* What the task asks
Every line with the string "must" in it belongs in your answer, so copy them all from the data.

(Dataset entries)
■ ■ ■ ■ ■

//! Persistence seam for the engine.
//!
//! Services only talk to an [`AgendaStore`]. Methods whose names end in
//! `_if_free` or that move appointments must perform their overlap check and
//! their write atomically for the `(professional, date)` pairs involved.

pub mod memory;

use async_trait::async_trait;
use chrono::{DateTime, NaiveDate, Utc};
use uuid::Uuid;

use crate::{
    errors::{AgendaError, AgendaResult},
    models::{
        appointment::{Appointment, AppointmentStatus, NewAppointment},
        contract::Contract,
        reminder::PatientContact,
        template::AvailabilityTemplate,
        token::RescheduleToken,
    },
};

pub use memory::MemoryStore;

/// Fails with `NotEligible` when the stored row no longer has the status the
/// caller based its write on.
pub fn ensure_status_unchanged(
    appointment_id: Uuid,
    stored: AppointmentStatus,
    expected: AppointmentStatus,
) -> AgendaResult<()> {
    if stored != expected {
        return Err(AgendaError::NotEligible(format!(
            "appointment {appointment_id} is now {stored}"
        )));
    }
    Ok(())
}

#[async_trait]
pub trait AgendaStore: Send + Sync {
    /// Stored weekday rows for a professional; missing weekdays are absent.
    async fn templates(&self, professional_id: Uuid) -> AgendaResult<Vec<AvailabilityTemplate>>;

    /// Replaces each given weekday's row, leaving other weekdays untouched.
    async fn replace_templates(
        &self,
        professional_id: Uuid,
        templates: &[AvailabilityTemplate],
    ) -> AgendaResult<()>;

    async fn contract(&self, contract_id: Uuid) -> AgendaResult<Option<Contract>>;

    async fn upsert_contract(&self, contract: &Contract) -> AgendaResult<Contract>;

    /// Marks the contract signed and promotes its PRE_SCHEDULED appointments
    /// to SCHEDULED. Returns how many were promoted. A cancelled contract is
    /// `NotEligible` and left untouched.
    async fn mark_signed(&self, contract_id: Uuid, now: DateTime<Utc>) -> AgendaResult<u64>;

    /// Records `end_date` on the contract and moves its non-terminal
    /// appointments dated after it to SERIES_ENDED. Returns the affected ids.
    async fn end_contract(
        &self,
        contract_id: Uuid,
        end_date: NaiveDate,
        now: DateTime<Utc>,
    ) -> AgendaResult<Vec<Uuid>>;

    async fn appointment(&self, appointment_id: Uuid) -> AgendaResult<Option<Appointment>>;

    /// Every appointment of a professional in `[from, to]`, any status,
    /// ordered by date then start.
    async fn appointments_between(
        &self,
        professional_id: Uuid,
        from: NaiveDate,
        to: NaiveDate,
    ) -> AgendaResult<Vec<Appointment>>;

    /// Appointments on one date across all professionals, or one if given.
    async fn appointments_on(
        &self,
        date: NaiveDate,
        professional_id: Option<Uuid>,
    ) -> AgendaResult<Vec<Appointment>>;

    /// Inserts unless an occupying appointment overlaps; `None` on collision.
    async fn insert_if_free(
        &self,
        appointment: NewAppointment,
        now: DateTime<Utc>,
    ) -> AgendaResult<Option<Appointment>>;

    /// Writes `updated` over the stored row with the same id unless it would
    /// overlap another occupying appointment; `None` on collision. The stored
    /// row must still have status `expected`, otherwise `NotEligible`.
    async fn update_if_free(
        &self,
        updated: &Appointment,
        expected: AppointmentStatus,
        now: DateTime<Utc>,
    ) -> AgendaResult<Option<Appointment>>;

    async fn insert_token(&self, token: &RescheduleToken) -> AgendaResult<()>;

    async fn token(&self, token: &str) -> AgendaResult<Option<RescheduleToken>>;

    /// Moves the token's appointment to `updated` and consumes the token in one
    /// step. Fails with `NotEligible` if the token was consumed or the stored
    /// status moved away from `expected` meanwhile; `None` on collision.
    async fn move_with_token(
        &self,
        token: &str,
        updated: &Appointment,
        expected: AppointmentStatus,
        now: DateTime<Utc>,
    ) -> AgendaResult<Option<Appointment>>;

    /// Deletes tokens whose expiry is at or before `now`. Returns how many.
    async fn delete_expired_tokens(&self, now: DateTime<Utc>) -> AgendaResult<u64>;

    async fn patient_contact(&self, patient_id: Uuid) -> AgendaResult<Option<PatientContact>>;

    async fn upsert_patient_contact(&self, contact: &PatientContact) -> AgendaResult<()>;
}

■ ■ ■ ■ ■

* Answer
//! `_if_free` or that move appointments must perform their overlap check and
    /// row must still have status `expected`, otherwise `NotEligible`.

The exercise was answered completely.